> _Task item_
Count the lines below that include the word "content" and write that number alone.
▼
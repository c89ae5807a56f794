//! meshkit.toml manifest parsing

use anyhow::{Context, Result, bail};
use serde::Deserialize;
use std::collections::HashSet;
use std::path::{Path, PathBuf};

use crate::shape::{MeshOptions, OutputFormat, Shape, ShapeParams};

/// meshkit.toml manifest structure
#[derive(Debug, Deserialize)]
pub struct MeshManifest {
    #[serde(default)]
    pub output: OutputSection,
    #[serde(default)]
    pub mesh: Vec<MeshEntry>,
}

/// Where and how generated meshes are written
#[derive(Debug, Deserialize)]
pub struct OutputSection {
    /// Output directory, relative to the manifest's directory.
    /// Default: "."
    #[serde(default = "default_output_dir")]
    pub dir: PathBuf,

    /// File format for every mesh.
    /// Default: obj
    #[serde(default)]
    pub format: OutputFormat,
}

impl Default for OutputSection {
    fn default() -> Self {
        Self {
            dir: default_output_dir(),
            format: OutputFormat::default(),
        }
    }
}

fn default_output_dir() -> PathBuf {
    PathBuf::from(".")
}

/// Single mesh entry
#[derive(Debug, Deserialize)]
pub struct MeshEntry {
    /// Output file stem and OBJ object name
    pub name: String,
    pub shape: Shape,

    #[serde(default)]
    pub radius: Option<f32>,
    #[serde(default)]
    pub height: Option<f32>,
    #[serde(default)]
    pub size: Option<Vec<f32>>,
    #[serde(default)]
    pub length: Option<f32>,

    /// Synthesize tangents (UV-mapped shapes only).
    /// Default: false
    #[serde(default)]
    pub tangents: bool,

    /// Reduce to a line mesh.
    /// Default: false
    #[serde(default)]
    pub wireframe: bool,

    /// Drop diagonals between coplanar triangles when reducing.
    /// Default: false
    #[serde(default)]
    pub de_triangulate: bool,
}

impl MeshEntry {
    pub fn params(&self) -> ShapeParams {
        ShapeParams {
            radius: self.radius,
            height: self.height,
            size: self.size.clone(),
            length: self.length,
        }
    }

    pub fn options(&self) -> MeshOptions {
        MeshOptions {
            tangents: self.tangents,
            wireframe: self.wireframe,
            de_triangulate: self.de_triangulate,
        }
    }
}

impl MeshManifest {
    /// Load manifest from file
    pub fn load(path: &Path) -> Result<Self> {
        let content = std::fs::read_to_string(path)
            .with_context(|| format!("Failed to read manifest: {}", path.display()))?;
        Self::parse(&content)
    }

    /// Parse manifest from string
    pub fn parse(content: &str) -> Result<Self> {
        let manifest: Self = toml::from_str(content).context("Failed to parse meshkit.toml")?;
        manifest.validate()?;
        Ok(manifest)
    }

    /// Check entry names and that each entry's parameters fit its shape
    fn validate(&self) -> Result<()> {
        let mut names = HashSet::new();
        for entry in &self.mesh {
            if !names.insert(entry.name.as_str()) {
                bail!("Duplicate mesh name '{}' in manifest", entry.name);
            }
            if entry.name.is_empty() || entry.name.contains(['/', '\\']) {
                bail!("Invalid mesh name '{}': must be a plain file name", entry.name);
            }
            entry
                .params()
                .check(entry.shape)
                .with_context(|| format!("Invalid mesh entry '{}'", entry.name))?;
        }
        Ok(())
    }
}

#[cfg(test)]
mod tests {
    use super::*;

    #[test]
    fn test_parse_minimal() {
        let manifest = MeshManifest::parse(
            r#"
[[mesh]]
name = "ball"
shape = "sphere"
radius = 1.0
"#,
        )
        .unwrap();

        assert_eq!(manifest.output.dir, PathBuf::from("."));
        assert_eq!(manifest.output.format, OutputFormat::Obj);
        assert_eq!(manifest.mesh.len(), 1);

        let entry = &manifest.mesh[0];
        assert_eq!(entry.shape, Shape::Sphere);
        assert_eq!(entry.radius, Some(1.0));
        assert!(!entry.tangents && !entry.wireframe && !entry.de_triangulate);
    }

    #[test]
    fn test_parse_full() {
        let manifest = MeshManifest::parse(
            r#"
[output]
dir = "out"
format = "json"

[[mesh]]
name = "crate"
shape = "cuboid"
size = [1, 2.5, 1]
tangents = true

[[mesh]]
name = "pill"
shape = "capsule-banded"
radius = 0.5
height = 2.0
wireframe = true
de_triangulate = true
"#,
        )
        .unwrap();

        assert_eq!(manifest.output.dir, PathBuf::from("out"));
        assert_eq!(manifest.output.format, OutputFormat::Json);
        assert_eq!(manifest.mesh[0].size, Some(vec![1.0, 2.5, 1.0]));
        assert_eq!(manifest.mesh[1].shape, Shape::CapsuleBanded);
        assert!(manifest.mesh[1].options().de_triangulate);
    }

    #[test]
    fn test_rejects_mismatched_parameters() {
        let err = MeshManifest::parse(
            r#"
[[mesh]]
name = "ball"
shape = "sphere"
size = [1.0, 1.0, 1.0]
"#,
        )
        .unwrap_err();
        assert!(format!("{err:#}").contains("'ball'"));
    }

    #[test]
    fn test_rejects_duplicate_names() {
        let err = MeshManifest::parse(
            r#"
[[mesh]]
name = "a"
shape = "crosshairs"
length = 1.0

[[mesh]]
name = "a"
shape = "sphere"
radius = 1.0
"#,
        )
        .unwrap_err();
        assert!(err.to_string().contains("Duplicate"));
    }

    #[test]
    fn test_rejects_unknown_shape() {
        assert!(MeshManifest::parse("[[mesh]]\nname = \"x\"\nshape = \"torus\"\n").is_err());
    }
}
▲
> _Your solution_
4